Chapter 60
NADEEKA
Nadeeka stands in the car park at Echelon Warehousing, her breath frosting in the cold air.
She hadn’t had time to grab her coat when they’d been unceremoniously evacuated, and she hugs herself for warmth, freezing fingers clamped beneath her armpits.
Around her, Echelon employees loiter in clusters, a few taking the opportunity for a cigarette break.
At the far end of the car park are three minibuses.
‘I hope they don’t give up and go home,’ Elaine says, nodding to the buses. Vinyls on the side of each one show where their passengers are from. Glydale Community College, Open -Horizons Project, Northern Pathways Youth Hub.
Nadeeka watches as two officers emerge from the main building, each with a brown and white spaniel. They’re joined by Echelon’s security manager, Paul, who looks irritated, even from this distance. ‘Looks like they’re done.’ She crosses the tarmac to speak to them.
‘ . . . better safe than sorry,’ the female officer is saying.
‘Can we go back inside?’ Nadeeka asks. ‘We should have opened the doors half an hour ago.’
‘We’ve checked the premises,’ the male officer says. ‘No sign of any devices.’

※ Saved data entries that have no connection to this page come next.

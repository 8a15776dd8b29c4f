//! Data descriptor search for entries of unknown size.
//!
//! When bit 3 of the general purpose flags is set, the local header carries
//! no sizes and the entry data is followed by a data descriptor. The only way
//! to find the end of the data without the central directory is to look for
//! the descriptor signature and check that the compressed size it records
//! equals the number of bytes seen so far. Entry data may contain the
//! signature by chance, so a candidate that fails the check is treated as
//! content and the search continues.

use log::trace;

use super::structures::{DATA_DESCRIPTOR_SIG, DataDescriptor};

const FOUR_GIGS: u64 = 1 << 32;

const SIGNATURE: [u8; 4] = DATA_DESCRIPTOR_SIG.to_le_bytes();

/// Whether a descriptor's 32-bit `compressed_size` describes `size_so_far`
/// bytes. Archives written without zip64 store the true size modulo 4 GiB.
pub fn descriptor_size_matches(compressed_size: u32, size_so_far: u64) -> bool {
    let compressed_size = u64::from(compressed_size);
    if compressed_size == size_so_far {
        return true;
    }
    let mut overflown = size_so_far.checked_sub(FOUR_GIGS);
    while let Some(candidate) = overflown {
        if candidate == compressed_size {
            return true;
        }
        overflown = candidate.checked_sub(FOUR_GIGS);
    }
    false
}

fn find_signature(haystack: &[u8], from: usize) -> Option<usize> {
    haystack
        .get(from..)?
        .windows(SIGNATURE.len())
        .position(|window| window == SIGNATURE)
        .map(|pos| pos + from)
}

/// Result of feeding bytes to a [`DescriptorMatcher`].
#[derive(Debug, PartialEq, Eq)]
pub enum Search {
    /// No descriptor yet; keep feeding.
    Pending,
    /// The descriptor was found. Holds the bytes that followed it, which
    /// belong to the next record.
    Found(Vec<u8>),
}

/// Forwards entry data while holding back anything that could be the start
/// of a data descriptor.
///
/// At most `signature + descriptor body - 1` bytes are held back between
/// calls unless a signature candidate is waiting for its body to arrive.
#[derive(Debug, Default)]
pub struct DescriptorMatcher {
    pending: Vec<u8>,
    size_so_far: u64,
    descriptor: Option<DataDescriptor>,
}

impl DescriptorMatcher {
    const REQUIRED_LEN: usize = DataDescriptor::SIZE;

    pub fn new() -> Self {
        Self::default()
    }

    /// Bytes of entry data forwarded so far.
    pub fn size_so_far(&self) -> u64 {
        self.size_so_far
    }

    /// The accepted descriptor, once found.
    pub fn descriptor(&self) -> Option<&DataDescriptor> {
        self.descriptor.as_ref()
    }

    /// Feed `chunk`, appending confirmed entry data to `out`.
    pub fn write(&mut self, chunk: &[u8], out: &mut Vec<u8>) -> Search {
        if self.descriptor.is_some() {
            return Search::Found(chunk.to_vec());
        }
        self.pending.extend_from_slice(chunk);

        // Bytes of `pending` already forwarded; compacted once per call
        let mut start = 0;
        // A rejected candidate sits at `start`; skip it on the next pass.
        let mut skip_first = false;
        loop {
            let available = self.pending.len() - start;
            if available < Self::REQUIRED_LEN {
                break;
            }

            match find_signature(&self.pending[start..], usize::from(skip_first)) {
                Some(index) if index + Self::REQUIRED_LEN > available => {
                    // Candidate without its full body yet
                    start = self.forward(start, index, out);
                    break;
                }
                None => {
                    // Keep a tail that may hold the start of a signature
                    start = self.forward(start, available - Self::REQUIRED_LEN + 1, out);
                    break;
                }
                Some(index) => {
                    start = self.forward(start, index, out);
                    if let Some(rest) = self.check_candidate(start) {
                        return Search::Found(rest);
                    }
                    skip_first = true;
                }
            }
        }

        self.pending.drain(..start);
        Search::Pending
    }

    /// Forward `len` bytes of `pending` from `start`, returning the new start.
    fn forward(&mut self, start: usize, len: usize, out: &mut Vec<u8>) -> usize {
        out.extend_from_slice(&self.pending[start..start + len]);
        self.size_so_far += len as u64;
        start + len
    }

    /// Check the candidate at `start`.
    fn check_candidate(&mut self, start: usize) -> Option<Vec<u8>> {
        let end = start + Self::REQUIRED_LEN;
        let descriptor = DataDescriptor::from_bytes(&self.pending[start..end]).ok()?;
        if !descriptor_size_matches(descriptor.compressed_size, self.size_so_far) {
            trace!(
                "data descriptor candidate rejected: size {} after {} bytes",
                descriptor.compressed_size, self.size_so_far
            );
            return None;
        }

        trace!(
            "data descriptor found after {} bytes: {:?}",
            self.size_so_far, descriptor
        );
        self.descriptor = Some(descriptor);
        let rest = self.pending[end..].to_vec();
        self.pending.clear();
        Some(rest)
    }
}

‘As I said,’ Paul cuts in, defensive, ‘no one had access to that room except our own staff. We don’t let randoms just wander in.’
The female officer tightens her grip on the dog’s lead. ‘And as I said, we had intelligence suggesting a security breach. I’m sure you’d rather be mildly inconvenienced now than have a bomb go off later.’
Paul blusters, but the officers are already walking away, heading to a police van marked with the words Dogs – Stay back.
Nadeeka is about to signal to Elaine that they can get going again when her phone rings. Scott. Again. For heaven’s sake!
‘For the hundredth time,’ she answers, before he has a chance to speak, ‘you’re bringing the girls back to mine after—’
‘The Civic Centre’s being evacuated.’ Scott interrupts her. ‘We’ve only been here five minutes.’
‘Evacuated?’ The revolving doors at reception are causing a bottleneck as everyone tries to get back in the warm. Nadeeka moves out of the way. ‘Is it a fire? Are the girls with you?’
‘I don’t know. There wasn’t an alarm. They’re keeping the kids in their school groups so they can call the registers.
The parents have been told to go straight to the evacuation point.
’ A siren sounds with sudden clarity and Nadeeka realizes Scott must have left the building now and be out in the street.
‘I cancelled a meeting to come to this shitshow,’ he mutters.
Nadeeka stands very still as a thought takes hold. ‘Are there dogs?’ she says.
‘Dogs?’
‘Police dogs. Are they taking police dogs into the Civic Centre?’
‘Um . . . Yeah. There’s a guy here with a spaniel.’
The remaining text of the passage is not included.